Узник посмотрел на меня непонимающим и растерянным взглядом.
— Мой друг сейчас сделает тебе совершенно безобидный укол. После него твое тело какое-то время не сможет двигаться. Ты будешь все видеть и слышать, но не сможешь пошевелиться. Правда, к моему огромному сожалению, глаза ты все-таки сможешь закрывать. И вот чтобы устранить эту последнюю досадную неприятность, мой помощник закрепит тебе веки специальными распорками, чтобы ты не смог моргнуть.
Я вытянул руку и произнес заклинание, которое на время обездвижило попытавшегося вырваться узника. Я не хотел тратить на этого подонка свою магию. Во всяком случае не больше, чем того требовала необходимость. После того, как клиент затих, Игорь осторожно приоткрыл кейс и вытащил из него небольшой шприц. Игла сверкнула, вонзившись в податливую плоть, и через пару секунд содержимое шприца плавно перетекло в тело пленника.
Подождав с полминуты, я снял заклинание.

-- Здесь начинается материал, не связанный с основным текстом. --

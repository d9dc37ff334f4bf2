use std::collections::BTreeMap;

use crate::{
    fee::GasPriceTier,
    plan::{ExecuteResult, SettledResult},
};

#[derive(Clone, Debug, PartialEq)]
pub struct TierStats {
    pub gas_price: Option<u128>,
    pub max: u128,
    pub min: u128,
    pub avg: f32,
    pub success: usize,
    pub failure: usize,
}

impl Default for TierStats {
    fn default() -> Self {
        Self {
            gas_price: None,
            max: 0,
            min: u128::MAX,
            avg: 0f32,
            success: 0,
            failure: 0,
        }
    }
}

#[derive(Clone, Debug, PartialEq)]
pub struct Stats {
    pub tiers: BTreeMap<GasPriceTier, TierStats>,
    pub fulfilled: usize,
    pub rejected: usize,
}

#[derive(Default)]
struct TierStatsHandler {
    stats: TierStats,
    sum: u128,
}

impl TierStatsHandler {
    fn insert(&mut self, settled: &SettledResult) {
        match settled {
            SettledResult::Fulfilled(res) => {
                let dur_ms = res.execute_time_millis;
                if dur_ms > self.stats.max {
                    self.stats.max = dur_ms;
                }
                if dur_ms < self.stats.min {
                    self.stats.min = dur_ms;
                }
                self.sum += dur_ms;
                self.stats.gas_price = Some(res.gas_price);
                self.stats.success += 1;
            }
            SettledResult::Rejected(failure) => {
                self.stats.gas_price.get_or_insert(failure.gas_price);
                self.stats.failure += 1;
            }
        }
    }

    fn stats(mut self) -> TierStats {
        if self.stats.success == 0 {
            self.stats.min = 0;
        } else {
            self.stats.avg = self.sum as f32 / self.stats.success as f32;
        }
        self.stats
    }
}

pub fn tier_stats(results: &[SettledResult]) -> Stats {
    let mut handlers: BTreeMap<GasPriceTier, TierStatsHandler> = BTreeMap::new();
    for settled in results {
        handlers
            .entry(settled.gas_price_tier())
            .or_default()
            .insert(settled);
    }
    let fulfilled = results.iter().filter(|r| r.is_fulfilled()).count();
    Stats {
        tiers: handlers
            .into_iter()
            .map(|(tier, handler)| (tier, handler.stats()))
            .collect(),
        fulfilled,
        rejected: results.len() - fulfilled,
    }
}

/// Fulfilled results, fastest first.
pub fn sorted_by_latency(results: &[SettledResult]) -> Vec<&ExecuteResult> {
    let mut fulfilled: Vec<&ExecuteResult> = results
        .iter()
        .filter_map(|settled| match settled {
            SettledResult::Fulfilled(res) => Some(res),
            SettledResult::Rejected(_) => None,
        })
        .collect();
    fulfilled.sort_by_key(|res| res.execute_time_millis);
    fulfilled
}

pub fn output_report(results: &[SettledResult]) {
    for res in sorted_by_latency(results) {
        log::info!(
            "account {} nonce {}: {} tier, gas price {}, execute time {}ms",
            res.account_id,
            res.nonce,
            res.gas_price_tier,
            res.gas_price,
            res.execute_time_millis
        );
    }
    let stats = tier_stats(results);
    for (tier, s) in &stats.tiers {
        log::info!("{} tier: {:?}", tier, s);
    }
    log::info!(
        "total: {}, fulfilled: {}, rejected: {}",
        results.len(),
        stats.fulfilled,
        stats.rejected
    );
}

#[cfg(test)]
mod tests {
    use std::time::Duration;

    use ckb_fixed_hash::H256;

    use super::*;
    use crate::{error::ExecuteError, godwoken_rpc::TxReceipt, plan::ExecuteFailure};

    fn fulfilled(tier: GasPriceTier, gas_price: u128, millis: u128) -> SettledResult {
        SettledResult::Fulfilled(ExecuteResult {
            receipt: TxReceipt {
                transaction_hash: H256::default(),
                block_hash: None,
                block_number: None,
                gas_used: None,
                status: None,
            },
            gas_price,
            gas_price_tier: tier,
            execute_time_millis: millis,
            account_id: millis as u32,
            nonce: 0,
        })
    }

    fn timed_out(tier: GasPriceTier, gas_price: u128) -> SettledResult {
        SettledResult::Rejected(ExecuteFailure {
            gas_price,
            gas_price_tier: tier,
            account_id: 0,
            nonce: 0,
            reason: ExecuteError::Timeout {
                tx_hash: H256::default(),
                timeout: Duration::from_millis(250),
            },
        })
    }

    #[test]
    fn test_tier_stats() {
        let results = vec![
            fulfilled(GasPriceTier::Low, 100, 300),
            fulfilled(GasPriceTier::Even, 110, 200),
            fulfilled(GasPriceTier::High, 120, 100),
            fulfilled(GasPriceTier::Low, 100, 500),
            timed_out(GasPriceTier::Even, 110),
            timed_out(GasPriceTier::High, 120),
        ];
        let stats = tier_stats(&results);
        assert_eq!(stats.fulfilled, 4);
        assert_eq!(stats.rejected, 2);

        let low = &stats.tiers[&GasPriceTier::Low];
        assert_eq!((low.min, low.max), (300, 500));
        assert!((low.avg - 400f32).abs() < f32::EPSILON);
        assert_eq!((low.success, low.failure), (2, 0));
        assert_eq!(low.gas_price, Some(100));

        let even = &stats.tiers[&GasPriceTier::Even];
        assert_eq!((even.success, even.failure), (1, 1));
        assert_eq!(even.gas_price, Some(110));
    }

    #[test]
    fn test_all_rejected_tier() {
        let stats = tier_stats(&[timed_out(GasPriceTier::High, 120)]);
        let high = &stats.tiers[&GasPriceTier::High];
        assert_eq!((high.min, high.max, high.success, high.failure), (0, 0, 0, 1));
        assert_eq!(high.gas_price, Some(120));
        assert!(!stats.tiers.contains_key(&GasPriceTier::Low));
    }

    #[test]
    fn test_sorted_by_latency() {
        let results = vec![
            fulfilled(GasPriceTier::Low, 100, 300),
            timed_out(GasPriceTier::Even, 110),
            fulfilled(GasPriceTier::High, 120, 100),
            fulfilled(GasPriceTier::Even, 110, 200),
        ];
        let millis: Vec<u128> = sorted_by_latency(&results)
            .iter()
            .map(|res| res.execute_time_millis)
            .collect();
        assert_eq!(millis, vec![100, 200, 300]);
    }
}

Лежащий остался недвижим.
— Проверь рефлексы, — холодно скомандовал я Игорю.
Тот равнодушно начал втыкать иглу шприца в чувствительные точки, скрупулезно выбирая области, в которых можно было добиться максимального болевого эффекта. На мой взгляд достаточно было один раз загнать иглу под любой ноготь, чтобы убедиться в действенности введенного препарата. Но Игорь методично воткнул ее под каждый. А потом перешел к еще более чувствительным местам. Когда действие препарата закончится, то боль от произведенных им манипуляций безотлагательно и сокрушительно напомнит о себе.

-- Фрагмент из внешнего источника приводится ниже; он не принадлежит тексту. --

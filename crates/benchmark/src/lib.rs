pub mod account;
pub mod batch;
pub mod config;
pub mod error;
pub mod fee;
pub mod godwoken_rpc;
pub mod packed;
pub mod plan;
pub mod probe;
pub mod receipt;
pub mod stats;
#[cfg(test)]
mod test_utils;
pub mod tx;

use std::{env::current_dir, fs, path::Path, str::FromStr, time::Duration};

use anyhow::{anyhow, Result};
use ckb_fixed_hash::H256;

use crate::{
    account::{
        load_accounts, resolve_accounts, resolve_contract, Account, ContractAccountInfo,
        RollupContext,
    },
    fee::GasPriceTiers,
    godwoken_rpc::GodwokenRpcClient,
    plan::FeePlan,
    probe::CallProbe,
};

const GENERATE_CONFIG_FILE_PATH: &str = "./gw_fee_benchmark_config.toml";

pub fn generate_config_file(path: Option<&str>) -> Result<()> {
    let config = config::Config::default();
    let path = path.unwrap_or(GENERATE_CONFIG_FILE_PATH);
    let path = current_dir()?.join(path);
    let content = toml::to_string(&config)?;
    log::debug!("content: {}", &content);
    fs::write(&path, content)?;
    log::info!("Generate fee benchmark config file in: {:?}", &path);
    Ok(())
}

fn read_config(path: impl AsRef<Path>) -> Result<config::Config> {
    let content = fs::read_to_string(path)?;
    let config = toml::from_str(&content)?;
    Ok(config)
}

fn parse_h256(name: &str, hash: &str) -> Result<H256> {
    H256::from_str(hash.trim().trim_start_matches("0x"))
        .map_err(|err| anyhow!("parse {} with error: {:?}", name, err))
}

/// Everything a run needs before the first transaction is built.
struct Env {
    config: config::Config,
    rpc_client: GodwokenRpcClient,
    rollup: RollupContext,
    contract: ContractAccountInfo,
    accounts: Vec<Account>,
}

async fn init_env(path: Option<&str>) -> Result<Env> {
    let path = path.unwrap_or(GENERATE_CONFIG_FILE_PATH);
    let config = read_config(path)?;
    let rollup = RollupContext {
        rollup_type_hash: parse_h256("rollup_type_hash", &config.rollup_type_hash)?,
        eth_account_lock_hash: parse_h256(
            "eth_account_lock_hash",
            &config.eth_account_lock_hash,
        )?,
    };

    let mut accounts = load_accounts(&config.accounts_path)?;
    let total = accounts.len();
    if let Some(max_accounts) = config.max_accounts {
        accounts.truncate(max_accounts);
    }
    log::info!(
        "load {} accounts, ready to test with {}",
        total,
        accounts.len()
    );

    let url = reqwest::Url::parse(&config.rpc_url)?;
    let timeout = Duration::from_secs(config.http_timeout_secs);
    let rpc_client = GodwokenRpcClient::with_url(url, Some(timeout))?;
    let contract = resolve_contract(&rpc_client, &config.contract_address).await?;
    Ok(Env {
        config,
        rpc_client,
        rollup,
        contract,
        accounts,
    })
}

async fn init_fee_plan(path: Option<&str>) -> Result<(FeePlan, Vec<Account>, usize)> {
    let Env {
        config,
        rpc_client,
        rollup,
        contract,
        accounts,
    } = init_env(path).await?;

    let gas_price = match config.gas_price {
        Some(gas_price) => gas_price as u128,
        None => rpc_client.gas_price().await?,
    };
    log::info!("current gas price: {}", gas_price);
    let tiers = GasPriceTiers::from_network_price(gas_price);

    let plan = FeePlan::new(rpc_client, rollup, contract, tiers, config.plan_config());
    Ok((plan, accounts, config.rounds))
}

pub async fn run(path: Option<&str>) -> Result<()> {
    let (plan, accounts, _) = init_fee_plan(path).await?;
    let results = plan.run(accounts).await?;
    stats::output_report(&results);
    Ok(())
}

pub async fn run_rounds(path: Option<&str>) -> Result<()> {
    let (plan, accounts, rounds) = init_fee_plan(path).await?;
    let results = plan.run_rounds(accounts, rounds).await?;
    stats::output_report(&results);
    Ok(())
}

pub async fn probe(path: Option<&str>) -> Result<()> {
    let Env {
        config,
        rpc_client,
        rollup,
        contract,
        accounts,
    } = init_env(path).await?;

    let infos = resolve_accounts(&rpc_client, &rollup, accounts, config.resolve_chunk_size).await;
    let probe = CallProbe::new(
        rpc_client,
        contract,
        config.dispatch_chunk_size,
        config.probe.clone(),
    );
    let summary = probe.run(infos).await?;
    for phase in summary.phases {
        log::info!(
            "{}: success {}, failure {}",
            phase.name,
            phase.success,
            phase.failure
        );
    }
    Ok(())
}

Я наклонился к пленнику, сохранив при этом на всякий случай безопасную дистанцию и тихо произнес:
— Твои подельники, все четверо, прежде чем умереть, прошли через довольно долгий и мучительный процесс угасания. Они рассказали мне много чего интересного и про тебя, и про твоего хозяина. Они просто жаждали мне это рассказать только затем, чтобы я прервал их страдания и позволил умереть. Они молили о смерти, желали ее, как жаждет глотка воды бредущий по пустыне обессиленный путник. — Я немного помолчал, задумчиво глядя перед собой. — Но каким бы многострадальным не был их конец, для тебя я приготовил нечто особенное. Ты их предводитель. Ты очень ловко умеешь рисовать ножом по нежному женскому телу. Поэтому твои мучения станут апофеозом всех их страданий. Они превысят всё, что вкупе было ими испытано.

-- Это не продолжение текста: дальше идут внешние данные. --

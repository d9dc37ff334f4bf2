use std::process::exit;

use anyhow::Result;
use clap::{App, Arg, SubCommand};
use gw_fee_benchmark::generate_config_file;

const EXIT_FAILURE: i32 = 1;

fn config_path_arg<'a, 'b>() -> Arg<'a, 'b> {
    Arg::with_name("config-path")
        .takes_value(true)
        .short("p")
        .help("The path of generated config file.")
}

#[tokio::main(flavor = "multi_thread")]
pub async fn main() -> Result<()> {
    env_logger::init_from_env(env_logger::Env::default().default_filter_or("info"));
    let m = App::new("gw fee benchmark")
        .subcommand(
            SubCommand::with_name("generate").arg(
                Arg::with_name("path")
                    .takes_value(true)
                    .short("p")
                    .help("The path of generated config file. This is optional."),
            ),
        )
        .subcommand(
            SubCommand::with_name("run")
                .about("Send one transfer per account at tiered gas prices")
                .arg(config_path_arg()),
        )
        .subcommand(
            SubCommand::with_name("rounds")
                .about("Send rows of low, even and high tier transfers one after another")
                .arg(config_path_arg()),
        )
        .subcommand(
            SubCommand::with_name("probe")
                .about("Send read-only balanceOf calls")
                .arg(config_path_arg()),
        )
        .get_matches();

    if let Some(generate) = m.subcommand_matches("generate") {
        let path = generate.value_of("path");
        if let Err(err) = generate_config_file(path) {
            log::error!("generate config file failed: {}", err);
            exit(EXIT_FAILURE);
        }
    }

    if let Some(run) = m.subcommand_matches("run") {
        let path = run.value_of("config-path");
        if let Err(err) = gw_fee_benchmark::run(path).await {
            log::error!("Fee benchmark error: {:?}", err);
            exit(EXIT_FAILURE);
        }
    }

    if let Some(rounds) = m.subcommand_matches("rounds") {
        let path = rounds.value_of("config-path");
        if let Err(err) = gw_fee_benchmark::run_rounds(path).await {
            log::error!("Fee rounds error: {:?}", err);
            exit(EXIT_FAILURE);
        }
    }

    if let Some(probe) = m.subcommand_matches("probe") {
        let path = probe.value_of("config-path");
        if let Err(err) = gw_fee_benchmark::probe(path).await {
            log::error!("Call probe error: {:?}", err);
            exit(EXIT_FAILURE);
        }
    }

    Ok(())
}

Тем временем Игорь зафиксировал веки узника, чтобы тот не смог моргать.
— Когда я выключу свет, — продолжил я, — ты будешь видеть только фото этой бедной девушки, над которой ты со своими дружками поизмывался, а потом убил. А еще напротив тебя будет стоять зеркало. Поначалу в темноте ты вряд ли его разглядишь. Но зато оно будет видеть тебя. И поверь мне, это тебе очень и очень не понравится. По правде говоря, я бы не хотел сейчас оказаться на твоем месте.
Я встал, выключил свет и рывком сорвал с зеркала черный покров. Прежде чем выйти следом за Игорем из камеры, я бросил через плечо:
— Через пару часов я вернусь и тогда мы поговорим. И если к тому времени твои волосы останутся такими же черными, а голос — твердым, то это сделает тебе честь.